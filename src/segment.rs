//! YOLOv8 instance segmentation turned into card outlines.

use std::path::Path;

use float_ord::FloatOrd;
use geo::Coord;
use image::{imageops::FilterType, DynamicImage, GrayImage, Luma};
use imageproc::{
    contours::{find_contours, BorderType},
    contrast::{threshold_mut, ThresholdType},
};
use ndarray::{ArrayView1, ArrayView2, ArrayView3, Axis, Ix2, Ix3};
use ort::{inputs, Session};
use tracing::instrument;

use crate::{
    ocr::{
        session::{build_session, SessionOptions, ShapeProfile},
        util::normalize_chw,
    },
    CardOutline, CardSegmenter, Error, Result,
};

#[derive(Debug, Clone, Copy)]
pub struct SegmentOptions {
    pub confidence_threshold: f32,
    pub iou_threshold: f32,
    /// Side of the square model input.
    pub input_size: u32,
    pub max_detections: usize,
    /// Mask probability above which a pixel belongs to the card.
    pub mask_threshold: f32,
}

impl Default for SegmentOptions {
    fn default() -> Self {
        Self {
            confidence_threshold: 0.25,
            iou_threshold: 0.45,
            input_size: 640,
            max_detections: 300,
            mask_threshold: 0.5,
        }
    }
}

#[derive(Debug, Clone, PartialEq)]
struct Candidate {
    /// `[x0, y0, x1, y1]` in model input pixels.
    bbox: [f32; 4],
    score: f32,
    coeffs: Vec<f32>,
}

impl Candidate {
    fn area(&self) -> f32 {
        let [x0, y0, x1, y1] = self.bbox;
        (x1 - x0).max(0.0) * (y1 - y0).max(0.0)
    }

    fn iou(&self, other: &Candidate) -> f32 {
        let [ax0, ay0, ax1, ay1] = self.bbox;
        let [bx0, by0, bx1, by1] = other.bbox;
        let w = (ax1.min(bx1) - ax0.max(bx0)).max(0.0);
        let h = (ay1.min(by1) - ay0.max(by0)).max(0.0);
        let intersection = w * h;
        let union = self.area() + other.area() - intersection;
        if union > 0.0 {
            intersection / union
        } else {
            0.0
        }
    }
}

pub struct YoloSegmenter {
    session: Session,
    options: SegmentOptions,
}

impl YoloSegmenter {
    pub fn init(
        path: impl AsRef<Path>,
        session: &SessionOptions,
        options: SegmentOptions,
    ) -> Result<Self> {
        let size = options.input_size;
        let shape = format!("images:1x3x{size}x{size}");
        let profile = ShapeProfile {
            min: shape.clone(),
            opt: shape.clone(),
            max: shape,
        };
        Ok(Self {
            session: build_session(path.as_ref(), session, profile)?,
            options,
        })
    }

    pub fn options(&self) -> &SegmentOptions {
        &self.options
    }

    #[instrument(level = "debug", skip(self, image))]
    pub fn detect(&self, image: &DynamicImage) -> Result<Vec<CardOutline>> {
        let size = self.options.input_size;
        let resized = image.resize_exact(size, size, FilterType::Triangle);
        let input = normalize_chw(&resized, &[0.0; 3], &[1.0; 3]).insert_axis(Axis(0));
        let outputs = self.session.run(inputs!["images" => input]?)?;

        let output = |name: &str| {
            outputs
                .get(name)
                .ok_or_else(|| Error::ModelOutput(format!("segmenter has no `{name}` output")))
        };
        let preds = output("output0")?.try_extract_tensor::<f32>()?;
        let protos = output("output1")?.try_extract_tensor::<f32>()?;

        // [1, 4 + classes + masks, anchors] and [1, masks, h, w]
        let preds = preds
            .remove_axis(Axis(0))
            .into_dimensionality::<Ix2>()
            .map_err(|err| Error::ModelOutput(format!("segmenter predictions: {err}")))?;
        let protos = protos
            .remove_axis(Axis(0))
            .into_dimensionality::<Ix3>()
            .map_err(|err| Error::ModelOutput(format!("segmenter prototypes: {err}")))?;

        let candidates = decode_candidates(preds, protos.len_of(Axis(0)), &self.options);
        let kept = non_max_suppression(candidates, &self.options);
        log::debug!("Segmenter kept {} candidates", kept.len());

        Ok(kept
            .iter()
            .filter_map(|candidate| {
                let points = mask_outline(
                    candidate,
                    protos,
                    size,
                    (image.width(), image.height()),
                    self.options.mask_threshold,
                )?;
                Some(CardOutline {
                    points,
                    score: candidate.score,
                })
            })
            .collect())
    }
}

impl CardSegmenter for YoloSegmenter {
    fn segment(&self, image: &DynamicImage) -> Result<Vec<CardOutline>> {
        self.detect(image)
    }
}

fn decode_candidates(
    preds: ArrayView2<f32>,
    num_masks: usize,
    options: &SegmentOptions,
) -> Vec<Candidate> {
    let features = preds.len_of(Axis(0));
    if features <= 4 + num_masks {
        log::warn!("Segmenter output has {features} features, expected more than {num_masks} + 4");
        return Vec::new();
    }
    let classes = 4..features - num_masks;

    preds
        .axis_iter(Axis(1))
        .filter_map(|anchor| {
            let score = anchor
                .slice(ndarray::s![classes.clone()])
                .iter()
                .copied()
                .max_by_key(|score| FloatOrd(*score))?;
            if score < options.confidence_threshold {
                return None;
            }
            let (cx, cy, w, h) = (anchor[0], anchor[1], anchor[2], anchor[3]);
            Some(Candidate {
                bbox: [cx - w / 2.0, cy - h / 2.0, cx + w / 2.0, cy + h / 2.0],
                score,
                coeffs: anchor.slice(ndarray::s![classes.end..]).to_vec(),
            })
        })
        .collect()
}

fn non_max_suppression(mut candidates: Vec<Candidate>, options: &SegmentOptions) -> Vec<Candidate> {
    candidates.sort_by_key(|it| std::cmp::Reverse(FloatOrd(it.score)));

    let mut kept: Vec<Candidate> = Vec::new();
    for candidate in candidates {
        if kept.len() >= options.max_detections {
            break;
        }
        if kept.iter().all(|it| it.iou(&candidate) < options.iou_threshold) {
            kept.push(candidate);
        }
    }
    kept
}

/// Largest outer contour of the candidate's mask, in image pixels.
fn mask_outline(
    candidate: &Candidate,
    protos: ArrayView3<f32>,
    input_size: u32,
    (width, height): (u32, u32),
    threshold: f32,
) -> Option<Vec<Coord<f32>>> {
    let (num_masks, mask_h, mask_w) = protos.dim();
    let protos = protos.to_shape((num_masks, mask_h * mask_w)).ok()?;
    let logits = ArrayView1::from(&candidate.coeffs).dot(&protos);

    let sx = mask_w as f32 / input_size as f32;
    let sy = mask_h as f32 / input_size as f32;
    let [x0, y0, x1, y1] = candidate.bbox;

    let mut mask = GrayImage::new(mask_w as u32, mask_h as u32);
    for (i, logit) in logits.iter().enumerate() {
        let (x, y) = (i % mask_w, i / mask_w);
        let (cx, cy) = (x as f32 + 0.5, y as f32 + 0.5);
        if cx < x0 * sx || cx > x1 * sx || cy < y0 * sy || cy > y1 * sy {
            continue;
        }
        let probability = 1.0 / (1.0 + (-logit).exp());
        mask.put_pixel(x as u32, y as u32, Luma([(probability * 255.0) as u8]));
    }

    let mut mask = image::imageops::resize(&mask, width, height, FilterType::Triangle);
    threshold_mut(&mut mask, (threshold * 255.0) as u8, ThresholdType::Binary);

    find_contours::<i32>(&mask)
        .into_iter()
        .filter(|contour| matches!(contour.border_type, BorderType::Outer))
        .max_by_key(|contour| contour.points.len())
        .map(|contour| {
            contour
                .points
                .iter()
                .map(|p| Coord {
                    x: p.x as f32,
                    y: p.y as f32,
                })
                .collect()
        })
}

#[cfg(test)]
mod tests {
    use ndarray::{Array2, Array3};

    use super::*;

    fn predictions(anchors: &[[f32; 6]]) -> Array2<f32> {
        // features: cx, cy, w, h, card score, one mask coefficient
        Array2::from_shape_fn((6, anchors.len()), |(feature, anchor)| {
            anchors[anchor][feature]
        })
    }

    #[test]
    fn decode_filters_by_confidence_and_suppresses_overlaps() {
        let preds = predictions(&[
            [32.0, 32.0, 20.0, 20.0, 0.9, 1.0],
            [33.0, 32.0, 20.0, 20.0, 0.8, 1.0],
            [100.0, 100.0, 10.0, 10.0, 0.1, 1.0],
            [200.0, 200.0, 40.0, 20.0, 0.6, -1.0],
        ]);
        let options = SegmentOptions::default();
        let candidates = decode_candidates(preds.view(), 1, &options);
        assert_eq!(candidates.len(), 3);

        let kept = non_max_suppression(candidates, &options);
        assert_eq!(kept.len(), 2);
        assert_eq!(kept[0].score, 0.9);
        assert_eq!(kept[0].bbox, [22.0, 22.0, 42.0, 42.0]);
        assert_eq!(kept[1].coeffs, vec![-1.0]);
    }

    #[test]
    fn mask_is_cropped_to_box_and_scaled_to_image() {
        let protos = Array3::<f32>::from_elem((1, 16, 16), 10.0);
        let candidate = Candidate {
            bbox: [16.0, 16.0, 48.0, 48.0],
            score: 0.9,
            coeffs: vec![1.0],
        };
        let outline = mask_outline(&candidate, protos.view(), 64, (128, 128), 0.5)
            .expect("outline");

        let min_x = outline.iter().map(|p| p.x).fold(f32::INFINITY, f32::min);
        let max_x = outline.iter().map(|p| p.x).fold(f32::NEG_INFINITY, f32::max);
        assert!((28.0..=36.0).contains(&min_x), "min x {min_x}");
        assert!((92.0..=100.0).contains(&max_x), "max x {max_x}");
    }
}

☆ ☆ ☆ ☆ ☆

Up to and including the line with "fn default() ->", print every line of the records from the start.

▸ COMPLETED EXERCISE
filename src/segment.rs
//! YOLOv8 instance segmentation turned into card outlines.

use std::path::Path;

use float_ord::FloatOrd;
use geo::Coord;
use image::{imageops::FilterType, DynamicImage, GrayImage, Luma};
use imageproc::{
    contours::{find_contours, BorderType},
    contrast::{threshold_mut, ThresholdType},
};
use ndarray::{ArrayView1, ArrayView2, ArrayView3, Axis, Ix2, Ix3};
use ort::{inputs, Session};
use tracing::instrument;

use crate::{
    ocr::{
        session::{build_session, SessionOptions, ShapeProfile},
        util::normalize_chw,
    },
    CardOutline, CardSegmenter, Error, Result,
};

#[derive(Debug, Clone, Copy)]
pub struct SegmentOptions {
    pub confidence_threshold: f32,
    pub iou_threshold: f32,
    /// Side of the square model input.
    pub input_size: u32,
    pub max_detections: usize,
    /// Mask probability above which a pixel belongs to the card.
    pub mask_threshold: f32,
}

impl Default for SegmentOptions {
    fn default() -> Self {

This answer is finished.